Lines holding the word "Coerce" must be located in the listing below and copied.
=-=-=
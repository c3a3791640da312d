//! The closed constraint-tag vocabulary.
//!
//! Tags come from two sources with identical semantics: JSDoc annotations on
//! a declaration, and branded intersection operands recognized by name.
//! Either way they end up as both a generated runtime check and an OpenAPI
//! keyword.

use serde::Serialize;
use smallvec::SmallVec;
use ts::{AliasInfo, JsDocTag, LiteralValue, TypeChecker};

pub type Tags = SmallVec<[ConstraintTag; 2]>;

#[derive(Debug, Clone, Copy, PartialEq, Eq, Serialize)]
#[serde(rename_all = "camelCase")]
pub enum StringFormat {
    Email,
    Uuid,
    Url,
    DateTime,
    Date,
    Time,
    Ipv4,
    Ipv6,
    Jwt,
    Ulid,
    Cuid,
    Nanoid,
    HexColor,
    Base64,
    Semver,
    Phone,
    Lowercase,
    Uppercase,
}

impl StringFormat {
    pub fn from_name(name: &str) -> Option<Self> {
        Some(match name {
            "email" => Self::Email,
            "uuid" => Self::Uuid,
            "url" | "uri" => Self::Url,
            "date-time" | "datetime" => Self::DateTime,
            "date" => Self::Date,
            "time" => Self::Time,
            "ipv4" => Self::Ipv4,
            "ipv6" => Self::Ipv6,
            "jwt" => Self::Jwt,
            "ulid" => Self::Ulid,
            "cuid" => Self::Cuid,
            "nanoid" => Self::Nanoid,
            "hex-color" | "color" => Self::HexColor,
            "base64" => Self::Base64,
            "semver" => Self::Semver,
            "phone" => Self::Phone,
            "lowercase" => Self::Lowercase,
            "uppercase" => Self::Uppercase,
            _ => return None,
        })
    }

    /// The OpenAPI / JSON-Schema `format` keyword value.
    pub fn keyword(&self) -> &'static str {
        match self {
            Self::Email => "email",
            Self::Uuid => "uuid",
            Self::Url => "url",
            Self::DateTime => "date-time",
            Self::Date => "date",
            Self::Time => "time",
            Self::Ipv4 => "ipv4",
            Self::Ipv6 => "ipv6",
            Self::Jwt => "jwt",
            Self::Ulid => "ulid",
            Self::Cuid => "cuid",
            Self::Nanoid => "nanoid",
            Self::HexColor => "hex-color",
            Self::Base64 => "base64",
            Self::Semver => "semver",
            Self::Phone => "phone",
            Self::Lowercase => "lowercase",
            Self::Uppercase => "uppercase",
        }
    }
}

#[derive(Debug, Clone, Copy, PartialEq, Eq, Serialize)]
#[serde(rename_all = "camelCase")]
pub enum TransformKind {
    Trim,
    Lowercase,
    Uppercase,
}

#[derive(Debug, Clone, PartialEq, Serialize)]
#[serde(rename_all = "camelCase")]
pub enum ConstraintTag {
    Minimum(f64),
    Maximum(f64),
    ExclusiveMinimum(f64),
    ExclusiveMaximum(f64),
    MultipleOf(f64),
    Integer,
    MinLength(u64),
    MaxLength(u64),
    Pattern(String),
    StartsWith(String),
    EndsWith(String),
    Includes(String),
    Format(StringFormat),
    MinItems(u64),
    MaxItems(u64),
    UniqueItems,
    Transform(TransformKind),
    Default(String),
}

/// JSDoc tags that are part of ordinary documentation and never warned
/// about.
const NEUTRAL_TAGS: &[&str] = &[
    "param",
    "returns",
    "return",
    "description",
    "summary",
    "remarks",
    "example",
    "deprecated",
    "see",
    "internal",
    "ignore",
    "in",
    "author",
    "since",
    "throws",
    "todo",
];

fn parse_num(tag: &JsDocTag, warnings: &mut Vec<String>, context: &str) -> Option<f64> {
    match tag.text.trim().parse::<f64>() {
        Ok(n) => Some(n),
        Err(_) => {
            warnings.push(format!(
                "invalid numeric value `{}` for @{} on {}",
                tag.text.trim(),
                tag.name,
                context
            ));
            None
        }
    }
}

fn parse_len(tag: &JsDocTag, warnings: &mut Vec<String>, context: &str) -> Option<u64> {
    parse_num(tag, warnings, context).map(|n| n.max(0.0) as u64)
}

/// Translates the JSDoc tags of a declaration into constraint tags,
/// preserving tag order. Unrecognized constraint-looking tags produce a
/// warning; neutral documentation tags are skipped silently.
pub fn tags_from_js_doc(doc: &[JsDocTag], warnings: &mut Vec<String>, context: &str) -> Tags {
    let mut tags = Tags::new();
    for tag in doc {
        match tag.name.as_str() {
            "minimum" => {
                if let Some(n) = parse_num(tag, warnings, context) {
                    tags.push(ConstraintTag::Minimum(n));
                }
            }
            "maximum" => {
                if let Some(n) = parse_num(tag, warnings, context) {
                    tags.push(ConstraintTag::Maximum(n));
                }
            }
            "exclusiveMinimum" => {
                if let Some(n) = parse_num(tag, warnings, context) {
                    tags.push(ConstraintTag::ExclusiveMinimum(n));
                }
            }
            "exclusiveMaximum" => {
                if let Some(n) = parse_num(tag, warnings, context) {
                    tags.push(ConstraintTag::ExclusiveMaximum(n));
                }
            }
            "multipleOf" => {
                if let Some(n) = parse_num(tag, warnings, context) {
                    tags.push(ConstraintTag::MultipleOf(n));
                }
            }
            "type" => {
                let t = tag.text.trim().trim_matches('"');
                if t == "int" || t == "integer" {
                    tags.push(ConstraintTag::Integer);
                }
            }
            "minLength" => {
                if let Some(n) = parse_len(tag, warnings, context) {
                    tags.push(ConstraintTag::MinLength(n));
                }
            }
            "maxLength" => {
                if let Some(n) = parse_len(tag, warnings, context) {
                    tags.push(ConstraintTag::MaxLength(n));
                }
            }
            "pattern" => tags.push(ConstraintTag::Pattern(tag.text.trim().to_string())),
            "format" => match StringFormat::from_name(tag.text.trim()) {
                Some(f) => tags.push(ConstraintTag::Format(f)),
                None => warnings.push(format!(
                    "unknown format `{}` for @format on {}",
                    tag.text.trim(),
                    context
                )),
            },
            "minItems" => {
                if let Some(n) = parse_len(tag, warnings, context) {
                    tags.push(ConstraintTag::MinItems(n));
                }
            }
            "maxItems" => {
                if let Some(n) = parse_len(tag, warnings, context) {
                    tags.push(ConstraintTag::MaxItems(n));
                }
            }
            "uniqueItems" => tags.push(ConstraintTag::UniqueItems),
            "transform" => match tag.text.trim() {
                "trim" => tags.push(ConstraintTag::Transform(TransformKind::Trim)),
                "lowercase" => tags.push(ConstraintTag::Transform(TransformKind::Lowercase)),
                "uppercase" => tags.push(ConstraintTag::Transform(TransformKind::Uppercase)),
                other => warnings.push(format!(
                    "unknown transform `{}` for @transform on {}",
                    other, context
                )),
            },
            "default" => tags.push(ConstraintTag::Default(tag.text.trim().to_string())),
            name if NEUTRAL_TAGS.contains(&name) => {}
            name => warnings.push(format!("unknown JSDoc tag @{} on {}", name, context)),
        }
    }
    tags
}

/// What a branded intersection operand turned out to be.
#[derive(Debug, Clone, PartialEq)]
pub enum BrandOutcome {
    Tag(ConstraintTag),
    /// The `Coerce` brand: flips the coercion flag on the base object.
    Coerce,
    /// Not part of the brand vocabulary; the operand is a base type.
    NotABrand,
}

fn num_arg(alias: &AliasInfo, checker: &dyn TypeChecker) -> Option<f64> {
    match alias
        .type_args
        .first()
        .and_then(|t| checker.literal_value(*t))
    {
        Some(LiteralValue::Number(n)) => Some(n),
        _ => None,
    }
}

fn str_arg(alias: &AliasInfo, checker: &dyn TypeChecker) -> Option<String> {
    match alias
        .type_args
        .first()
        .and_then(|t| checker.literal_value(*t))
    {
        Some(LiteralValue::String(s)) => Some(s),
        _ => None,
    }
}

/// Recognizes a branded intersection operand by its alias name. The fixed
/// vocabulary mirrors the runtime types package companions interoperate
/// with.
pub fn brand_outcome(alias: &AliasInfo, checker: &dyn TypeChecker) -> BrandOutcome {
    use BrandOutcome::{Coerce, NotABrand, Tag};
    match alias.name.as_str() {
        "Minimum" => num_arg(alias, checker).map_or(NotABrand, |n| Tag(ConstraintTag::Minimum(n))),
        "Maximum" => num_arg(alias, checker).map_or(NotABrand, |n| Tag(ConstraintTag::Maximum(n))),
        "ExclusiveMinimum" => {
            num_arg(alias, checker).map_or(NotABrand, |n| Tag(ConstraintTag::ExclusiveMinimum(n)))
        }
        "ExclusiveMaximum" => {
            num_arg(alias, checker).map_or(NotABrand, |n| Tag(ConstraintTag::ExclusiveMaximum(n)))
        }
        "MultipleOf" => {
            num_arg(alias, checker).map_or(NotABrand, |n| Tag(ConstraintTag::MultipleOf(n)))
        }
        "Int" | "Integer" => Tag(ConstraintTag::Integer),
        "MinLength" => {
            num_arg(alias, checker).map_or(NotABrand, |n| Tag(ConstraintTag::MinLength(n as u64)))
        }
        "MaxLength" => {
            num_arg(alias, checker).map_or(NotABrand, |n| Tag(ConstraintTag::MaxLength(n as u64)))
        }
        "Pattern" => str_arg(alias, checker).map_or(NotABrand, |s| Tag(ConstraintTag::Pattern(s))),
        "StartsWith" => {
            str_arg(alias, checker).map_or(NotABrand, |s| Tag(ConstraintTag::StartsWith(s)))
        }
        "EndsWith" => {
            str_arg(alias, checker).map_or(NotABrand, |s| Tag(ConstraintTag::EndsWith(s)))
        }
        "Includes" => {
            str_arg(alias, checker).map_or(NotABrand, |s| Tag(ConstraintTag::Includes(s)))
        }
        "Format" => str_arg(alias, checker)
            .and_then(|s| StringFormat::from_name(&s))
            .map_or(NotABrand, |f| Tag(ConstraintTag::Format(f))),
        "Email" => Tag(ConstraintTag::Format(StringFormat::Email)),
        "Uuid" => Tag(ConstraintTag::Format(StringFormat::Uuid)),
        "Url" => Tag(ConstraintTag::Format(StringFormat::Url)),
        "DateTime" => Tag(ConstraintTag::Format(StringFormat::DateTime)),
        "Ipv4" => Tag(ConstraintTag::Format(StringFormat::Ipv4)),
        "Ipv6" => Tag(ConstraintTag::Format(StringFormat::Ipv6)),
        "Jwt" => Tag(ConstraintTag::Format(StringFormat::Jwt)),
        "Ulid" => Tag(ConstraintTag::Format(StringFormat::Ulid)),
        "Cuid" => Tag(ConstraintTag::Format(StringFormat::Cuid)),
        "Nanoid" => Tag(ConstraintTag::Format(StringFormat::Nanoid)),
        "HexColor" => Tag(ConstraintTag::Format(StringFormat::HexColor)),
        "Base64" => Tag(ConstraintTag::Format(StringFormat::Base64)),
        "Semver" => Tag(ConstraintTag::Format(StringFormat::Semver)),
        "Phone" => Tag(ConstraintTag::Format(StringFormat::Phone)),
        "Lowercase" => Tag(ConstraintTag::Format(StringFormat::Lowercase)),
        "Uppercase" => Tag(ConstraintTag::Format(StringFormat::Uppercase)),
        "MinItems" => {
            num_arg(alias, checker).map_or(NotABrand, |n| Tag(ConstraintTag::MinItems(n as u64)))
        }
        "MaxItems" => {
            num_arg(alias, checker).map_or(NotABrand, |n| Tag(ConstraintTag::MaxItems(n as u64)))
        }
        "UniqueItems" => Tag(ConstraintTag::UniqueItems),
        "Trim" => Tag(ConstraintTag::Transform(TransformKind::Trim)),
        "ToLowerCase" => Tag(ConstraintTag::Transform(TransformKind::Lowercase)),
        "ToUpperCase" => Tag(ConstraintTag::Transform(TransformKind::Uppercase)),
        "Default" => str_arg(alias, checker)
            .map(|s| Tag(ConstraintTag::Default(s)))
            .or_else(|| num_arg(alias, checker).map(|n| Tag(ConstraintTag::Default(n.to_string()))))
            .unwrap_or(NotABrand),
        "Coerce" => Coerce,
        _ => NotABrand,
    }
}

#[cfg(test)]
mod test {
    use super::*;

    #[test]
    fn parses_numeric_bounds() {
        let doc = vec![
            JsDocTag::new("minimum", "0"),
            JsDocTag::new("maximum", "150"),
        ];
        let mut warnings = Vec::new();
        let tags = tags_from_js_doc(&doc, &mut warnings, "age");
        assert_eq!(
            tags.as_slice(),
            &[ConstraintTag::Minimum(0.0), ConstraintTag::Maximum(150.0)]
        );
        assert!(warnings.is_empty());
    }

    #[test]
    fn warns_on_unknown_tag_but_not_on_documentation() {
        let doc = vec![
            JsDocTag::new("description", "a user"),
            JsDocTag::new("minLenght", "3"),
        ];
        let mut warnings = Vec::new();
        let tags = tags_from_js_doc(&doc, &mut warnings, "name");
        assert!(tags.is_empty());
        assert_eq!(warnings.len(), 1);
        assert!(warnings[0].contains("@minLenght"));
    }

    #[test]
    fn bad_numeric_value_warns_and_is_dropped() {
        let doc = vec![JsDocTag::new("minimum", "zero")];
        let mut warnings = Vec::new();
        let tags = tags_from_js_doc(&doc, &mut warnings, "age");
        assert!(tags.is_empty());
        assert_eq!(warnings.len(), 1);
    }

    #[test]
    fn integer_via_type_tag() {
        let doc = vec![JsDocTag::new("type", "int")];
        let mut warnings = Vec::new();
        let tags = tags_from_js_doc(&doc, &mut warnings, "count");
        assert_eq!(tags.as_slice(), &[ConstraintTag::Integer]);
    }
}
=-=-=
- _Result below_
    /// The `Coerce` brand: flips the coercion flag on the base object.
    Coerce,
    use BrandOutcome::{Coerce, NotABrand, Tag};
        "Coerce" => Coerce,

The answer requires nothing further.